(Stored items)
----
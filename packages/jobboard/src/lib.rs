//! Jobboard - Client for a paginated public job feed.
//!
//! This crate fetches pages of jobs from a remote REST API, accumulates
//! them into a scrollable list, keeps favourite job ids in a local JSON
//! file and derives a favourites view from the cached list responses.
//!
//! # Example
//!
//! ```
//! use jobboard::config::{list_url, validate_job_id};
//! use jobboard::format::format_date;
//!
//! assert!(validate_job_id("wa-1").is_ok());
//! assert_eq!(list_url("https://example.test", 0, 30), "https://example.test/list?pageNum=0&pageSize=30");
//! assert_eq!(format_date(1_700_000_000), format_date(1_700_000_000_000));
//! ```
//!
//! # Architecture
//!
//! - [`config`]: Constants, validation, URL building and `ClientConfig`
//! - [`types`]: Wire types (Job, list and detail responses)
//! - [`error`]: Error types and Result alias
//! - [`http`]: HTTP client for the feed
//! - [`cache`]: Query cache with in-flight deduplication
//! - [`api`]: Cache-backed feed client
//! - [`connectivity`]: Shared online/offline flag
//! - [`pagination`]: Pagination state machine
//! - [`list`]: Job list driver and render states
//! - [`favourites`]: Persisted favourites set
//! - [`favourites_view`]: Favourites derived from the cache
//! - [`state`]: Shared application state
//! - [`format`]: Date and wage formatting
//! - [`cli`]: Command-line interface

pub mod api;
pub mod cache;
pub mod cli;
pub mod config;
pub mod connectivity;
pub mod error;
pub mod favourites;
pub mod favourites_view;
pub mod format;
pub mod http;
pub mod list;
pub mod pagination;
pub mod state;
pub mod types;

pub use api::JobsApi;
pub use cache::{FetchPolicy, QueryCache, QueryEntry, QueryKey, QueryStatus};
pub use config::ClientConfig;
pub use error::{JobBoardError, Result};
pub use favourites::FavouritesStore;
pub use list::{JobList, ListView};
pub use state::AppState;
pub use types::{Job, JobResponse, JobsListResponse, ListJobsArgs};
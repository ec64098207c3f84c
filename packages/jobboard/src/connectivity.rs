//! Connectivity flag shared by the API client and the list view.

use std::sync::Arc;

use tokio::sync::watch;

/// Shared connected/disconnected flag. Clones observe the same flag.
///
/// Starts out connected. Whoever observes the network (the API client on
/// every transport outcome, or an OS-level monitor) calls
/// [`Connectivity::set_connected`]; renderers read [`Connectivity::is_offline`].
#[derive(Debug, Clone)]
pub struct Connectivity {
    tx: Arc<watch::Sender<bool>>,
}

impl Default for Connectivity {
    fn default() -> Self {
        let (tx, _) = watch::channel(true);
        Self { tx: Arc::new(tx) }
    }
}

impl Connectivity {
    #[must_use]
    pub fn new() -> Self {
        Self::default()
    }

    /// Observer callback: report the current connection state.
    pub fn set_connected(&self, connected: bool) {
        let previous = self.tx.send_replace(connected);
        if previous != connected {
            tracing::info!(connected, "Connectivity changed");
        }
    }

    #[must_use]
    pub fn is_connected(&self) -> bool {
        *self.tx.borrow()
    }

    #[must_use]
    pub fn is_offline(&self) -> bool {
        !self.is_connected()
    }

    /// Receiver notified on every transition.
    #[must_use]
    pub fn subscribe(&self) -> watch::Receiver<bool> {
        self.tx.subscribe()
    }
}

#[cfg(test)]
mod tests {
    use super::*;

    #[test]
    fn test_starts_connected() {
        let connectivity = Connectivity::new();
        assert!(connectivity.is_connected());
        assert!(!connectivity.is_offline());
    }

    #[test]
    fn test_clones_share_flag() {
        let connectivity = Connectivity::new();
        let observer = connectivity.clone();
        observer.set_connected(false);
        assert!(connectivity.is_offline());
        observer.set_connected(true);
        assert!(connectivity.is_connected());
    }

    #[tokio::test]
    async fn test_subscribe_sees_transition() {
        let connectivity = Connectivity::new();
        let mut rx = connectivity.subscribe();
        connectivity.set_connected(false);
        rx.changed().await.unwrap();
        assert!(!*rx.borrow());
    }
}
----
EXERCISE DESCRIPTION: The answer must consist of every line above that contains the word "true".

RESPONSE TO THIS EXERCISE:
        let (tx, _) = watch::channel(true);
        observer.set_connected(true);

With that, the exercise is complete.